MATERIAL SUPPLIED section start

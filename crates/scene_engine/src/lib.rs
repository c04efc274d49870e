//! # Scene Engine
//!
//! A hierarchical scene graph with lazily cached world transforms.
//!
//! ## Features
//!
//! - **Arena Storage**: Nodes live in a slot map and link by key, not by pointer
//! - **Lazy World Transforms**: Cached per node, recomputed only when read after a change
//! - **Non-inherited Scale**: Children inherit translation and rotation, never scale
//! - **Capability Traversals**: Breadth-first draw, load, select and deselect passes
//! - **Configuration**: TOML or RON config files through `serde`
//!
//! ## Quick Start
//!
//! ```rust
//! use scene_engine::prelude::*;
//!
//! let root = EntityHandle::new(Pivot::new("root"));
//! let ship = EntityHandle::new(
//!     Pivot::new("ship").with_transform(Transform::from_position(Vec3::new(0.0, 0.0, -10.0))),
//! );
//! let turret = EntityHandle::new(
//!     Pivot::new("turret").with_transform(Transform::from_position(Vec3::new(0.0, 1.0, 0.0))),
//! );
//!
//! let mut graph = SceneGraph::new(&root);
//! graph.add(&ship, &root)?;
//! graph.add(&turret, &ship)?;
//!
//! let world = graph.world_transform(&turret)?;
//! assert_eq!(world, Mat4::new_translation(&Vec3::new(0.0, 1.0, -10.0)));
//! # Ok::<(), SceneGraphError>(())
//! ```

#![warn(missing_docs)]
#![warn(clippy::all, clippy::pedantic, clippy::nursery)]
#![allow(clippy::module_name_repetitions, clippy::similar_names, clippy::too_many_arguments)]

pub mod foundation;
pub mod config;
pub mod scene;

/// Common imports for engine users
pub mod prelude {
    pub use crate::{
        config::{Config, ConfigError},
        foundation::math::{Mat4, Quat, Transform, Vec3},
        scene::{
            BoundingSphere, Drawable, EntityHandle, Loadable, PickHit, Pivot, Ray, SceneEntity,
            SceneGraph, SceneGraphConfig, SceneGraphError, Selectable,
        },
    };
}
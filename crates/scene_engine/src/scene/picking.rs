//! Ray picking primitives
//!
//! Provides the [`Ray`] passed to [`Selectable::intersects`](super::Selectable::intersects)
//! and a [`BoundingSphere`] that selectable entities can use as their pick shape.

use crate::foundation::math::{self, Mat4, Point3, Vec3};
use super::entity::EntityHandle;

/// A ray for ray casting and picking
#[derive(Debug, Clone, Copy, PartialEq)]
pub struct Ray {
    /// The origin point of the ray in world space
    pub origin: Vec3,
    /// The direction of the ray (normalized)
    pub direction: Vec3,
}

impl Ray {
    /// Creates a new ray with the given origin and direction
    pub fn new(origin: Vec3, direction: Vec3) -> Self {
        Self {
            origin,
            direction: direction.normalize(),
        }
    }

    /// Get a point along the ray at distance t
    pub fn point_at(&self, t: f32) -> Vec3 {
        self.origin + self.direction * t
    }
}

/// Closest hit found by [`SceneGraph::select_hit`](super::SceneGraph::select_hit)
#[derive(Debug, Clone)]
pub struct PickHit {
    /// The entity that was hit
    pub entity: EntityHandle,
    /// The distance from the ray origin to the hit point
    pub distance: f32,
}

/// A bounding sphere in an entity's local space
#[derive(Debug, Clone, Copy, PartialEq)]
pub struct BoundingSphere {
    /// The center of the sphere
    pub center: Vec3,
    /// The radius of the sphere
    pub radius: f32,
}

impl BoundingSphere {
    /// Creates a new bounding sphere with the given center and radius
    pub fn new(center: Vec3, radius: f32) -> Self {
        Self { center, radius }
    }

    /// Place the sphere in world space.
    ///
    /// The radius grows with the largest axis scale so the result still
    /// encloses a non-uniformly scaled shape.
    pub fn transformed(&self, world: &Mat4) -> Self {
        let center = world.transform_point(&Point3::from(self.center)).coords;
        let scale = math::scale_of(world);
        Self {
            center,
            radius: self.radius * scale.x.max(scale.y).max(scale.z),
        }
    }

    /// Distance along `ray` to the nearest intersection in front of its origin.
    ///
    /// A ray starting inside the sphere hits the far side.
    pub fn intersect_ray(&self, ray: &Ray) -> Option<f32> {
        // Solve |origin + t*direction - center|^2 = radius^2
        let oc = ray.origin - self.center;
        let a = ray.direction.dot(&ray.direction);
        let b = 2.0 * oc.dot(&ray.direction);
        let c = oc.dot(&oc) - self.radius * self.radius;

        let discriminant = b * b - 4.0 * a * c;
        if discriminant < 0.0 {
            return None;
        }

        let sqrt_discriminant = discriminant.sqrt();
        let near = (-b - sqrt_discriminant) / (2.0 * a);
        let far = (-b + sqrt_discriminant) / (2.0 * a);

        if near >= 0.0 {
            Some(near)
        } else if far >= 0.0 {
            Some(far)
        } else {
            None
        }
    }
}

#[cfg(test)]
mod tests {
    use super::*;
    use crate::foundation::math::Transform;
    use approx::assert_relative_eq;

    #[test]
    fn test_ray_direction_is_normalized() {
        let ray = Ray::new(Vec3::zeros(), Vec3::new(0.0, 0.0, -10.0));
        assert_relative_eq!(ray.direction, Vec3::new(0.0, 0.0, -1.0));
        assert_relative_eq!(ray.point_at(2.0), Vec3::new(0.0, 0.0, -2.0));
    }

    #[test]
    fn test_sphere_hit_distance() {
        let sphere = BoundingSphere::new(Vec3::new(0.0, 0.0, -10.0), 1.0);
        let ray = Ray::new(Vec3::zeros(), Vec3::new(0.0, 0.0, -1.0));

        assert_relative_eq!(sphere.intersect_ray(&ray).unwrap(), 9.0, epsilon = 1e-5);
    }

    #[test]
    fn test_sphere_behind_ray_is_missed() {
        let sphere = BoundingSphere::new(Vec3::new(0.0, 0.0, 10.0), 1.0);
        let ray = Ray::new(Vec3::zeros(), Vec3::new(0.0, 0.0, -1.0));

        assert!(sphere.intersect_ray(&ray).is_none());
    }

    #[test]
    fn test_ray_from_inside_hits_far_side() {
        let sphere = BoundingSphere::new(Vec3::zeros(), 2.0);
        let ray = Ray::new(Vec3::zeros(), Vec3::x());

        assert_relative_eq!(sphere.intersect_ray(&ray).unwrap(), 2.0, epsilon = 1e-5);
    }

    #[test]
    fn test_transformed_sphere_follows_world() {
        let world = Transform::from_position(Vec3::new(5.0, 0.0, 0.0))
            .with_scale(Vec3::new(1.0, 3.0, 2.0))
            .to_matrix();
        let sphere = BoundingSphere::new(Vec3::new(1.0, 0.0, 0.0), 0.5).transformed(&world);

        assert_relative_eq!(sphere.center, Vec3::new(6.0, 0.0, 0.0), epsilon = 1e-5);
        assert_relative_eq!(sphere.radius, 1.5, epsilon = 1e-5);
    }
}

MATERIAL SUPPLIED section end

For this exercise, repeat each line of the listing exactly.

**EXPECTED ANSWER:**
filename crates/scene_engine/src/lib.rs
repository c04efc274d49870e
//! # Scene Engine
//!
//! A hierarchical scene graph with lazily cached world transforms.
//!
//! ## Features
//!
//! - **Arena Storage**: Nodes live in a slot map and link by key, not by pointer
//! - **Lazy World Transforms**: Cached per node, recomputed only when read after a change
//! - **Non-inherited Scale**: Children inherit translation and rotation, never scale
//! - **Capability Traversals**: Breadth-first draw, load, select and deselect passes
//! - **Configuration**: TOML or RON config files through `serde`
//!
//! ## Quick Start
//!
//! ```rust
//! use scene_engine::prelude::*;
//!
//! let root = EntityHandle::new(Pivot::new("root"));
//! let ship = EntityHandle::new(
//!     Pivot::new("ship").with_transform(Transform::from_position(Vec3::new(0.0, 0.0, -10.0))),
//! );
//! let turret = EntityHandle::new(
//!     Pivot::new("turret").with_transform(Transform::from_position(Vec3::new(0.0, 1.0, 0.0))),
//! );
//!
//! let mut graph = SceneGraph::new(&root);
//! graph.add(&ship, &root)?;
//! graph.add(&turret, &ship)?;
//!
//! let world = graph.world_transform(&turret)?;
//! assert_eq!(world, Mat4::new_translation(&Vec3::new(0.0, 1.0, -10.0)));
//! # Ok::<(), SceneGraphError>(())
//! ```

#![warn(missing_docs)]
#![warn(clippy::all, clippy::pedantic, clippy::nursery)]
#![allow(clippy::module_name_repetitions, clippy::similar_names, clippy::too_many_arguments)]

pub mod foundation;
pub mod config;
pub mod scene;

/// Common imports for engine users
pub mod prelude {
    pub use crate::{
        config::{Config, ConfigError},
        foundation::math::{Mat4, Quat, Transform, Vec3},
        scene::{
            BoundingSphere, Drawable, EntityHandle, Loadable, PickHit, Pivot, Ray, SceneEntity,
            SceneGraph, SceneGraphConfig, SceneGraphError, Selectable,
        },
    };
}
filename crates/scene_engine/src/scene/picking.rs
//! Ray picking primitives
//!
//! Provides the [`Ray`] passed to [`Selectable::intersects`](super::Selectable::intersects)
//! and a [`BoundingSphere`] that selectable entities can use as their pick shape.

use crate::foundation::math::{self, Mat4, Point3, Vec3};
use super::entity::EntityHandle;

/// A ray for ray casting and picking
#[derive(Debug, Clone, Copy, PartialEq)]
pub struct Ray {
    /// The origin point of the ray in world space
    pub origin: Vec3,
    /// The direction of the ray (normalized)
    pub direction: Vec3,
}

impl Ray {
    /// Creates a new ray with the given origin and direction
    pub fn new(origin: Vec3, direction: Vec3) -> Self {
        Self {
            origin,
            direction: direction.normalize(),
        }
    }

    /// Get a point along the ray at distance t
    pub fn point_at(&self, t: f32) -> Vec3 {
        self.origin + self.direction * t
    }
}

/// Closest hit found by [`SceneGraph::select_hit`](super::SceneGraph::select_hit)
#[derive(Debug, Clone)]
pub struct PickHit {
    /// The entity that was hit
    pub entity: EntityHandle,
    /// The distance from the ray origin to the hit point
    pub distance: f32,
}

/// A bounding sphere in an entity's local space
#[derive(Debug, Clone, Copy, PartialEq)]
pub struct BoundingSphere {
    /// The center of the sphere
    pub center: Vec3,
    /// The radius of the sphere
    pub radius: f32,
}

impl BoundingSphere {
    /// Creates a new bounding sphere with the given center and radius
    pub fn new(center: Vec3, radius: f32) -> Self {
        Self { center, radius }
    }

    /// Place the sphere in world space.
    ///
    /// The radius grows with the largest axis scale so the result still
    /// encloses a non-uniformly scaled shape.
    pub fn transformed(&self, world: &Mat4) -> Self {
        let center = world.transform_point(&Point3::from(self.center)).coords;
        let scale = math::scale_of(world);
        Self {
            center,
            radius: self.radius * scale.x.max(scale.y).max(scale.z),
        }
    }

    /// Distance along `ray` to the nearest intersection in front of its origin.
    ///
    /// A ray starting inside the sphere hits the far side.
    pub fn intersect_ray(&self, ray: &Ray) -> Option<f32> {
        // Solve |origin + t*direction - center|^2 = radius^2
        let oc = ray.origin - self.center;
        let a = ray.direction.dot(&ray.direction);
        let b = 2.0 * oc.dot(&ray.direction);
        let c = oc.dot(&oc) - self.radius * self.radius;

        let discriminant = b * b - 4.0 * a * c;
        if discriminant < 0.0 {
            return None;
        }

        let sqrt_discriminant = discriminant.sqrt();
        let near = (-b - sqrt_discriminant) / (2.0 * a);
        let far = (-b + sqrt_discriminant) / (2.0 * a);

        if near >= 0.0 {
            Some(near)
        } else if far >= 0.0 {
            Some(far)
        } else {
            None
        }
    }
}

#[cfg(test)]
mod tests {
    use super::*;
    use crate::foundation::math::Transform;
    use approx::assert_relative_eq;

    #[test]
    fn test_ray_direction_is_normalized() {
        let ray = Ray::new(Vec3::zeros(), Vec3::new(0.0, 0.0, -10.0));
        assert_relative_eq!(ray.direction, Vec3::new(0.0, 0.0, -1.0));
        assert_relative_eq!(ray.point_at(2.0), Vec3::new(0.0, 0.0, -2.0));
    }

    #[test]
    fn test_sphere_hit_distance() {
        let sphere = BoundingSphere::new(Vec3::new(0.0, 0.0, -10.0), 1.0);
        let ray = Ray::new(Vec3::zeros(), Vec3::new(0.0, 0.0, -1.0));

        assert_relative_eq!(sphere.intersect_ray(&ray).unwrap(), 9.0, epsilon = 1e-5);
    }

    #[test]
    fn test_sphere_behind_ray_is_missed() {
        let sphere = BoundingSphere::new(Vec3::new(0.0, 0.0, 10.0), 1.0);
        let ray = Ray::new(Vec3::zeros(), Vec3::new(0.0, 0.0, -1.0));

        assert!(sphere.intersect_ray(&ray).is_none());
    }

    #[test]
    fn test_ray_from_inside_hits_far_side() {
        let sphere = BoundingSphere::new(Vec3::zeros(), 2.0);
        let ray = Ray::new(Vec3::zeros(), Vec3::x());

        assert_relative_eq!(sphere.intersect_ray(&ray).unwrap(), 2.0, epsilon = 1e-5);
    }

    #[test]
    fn test_transformed_sphere_follows_world() {
        let world = Transform::from_position(Vec3::new(5.0, 0.0, 0.0))
            .with_scale(Vec3::new(1.0, 3.0, 2.0))
            .to_matrix();
        let sphere = BoundingSphere::new(Vec3::new(1.0, 0.0, 0.0), 0.5).transformed(&world);

        assert_relative_eq!(sphere.center, Vec3::new(6.0, 0.0, 0.0), epsilon = 1e-5);
        assert_relative_eq!(sphere.radius, 1.5, epsilon = 1e-5);
    }
}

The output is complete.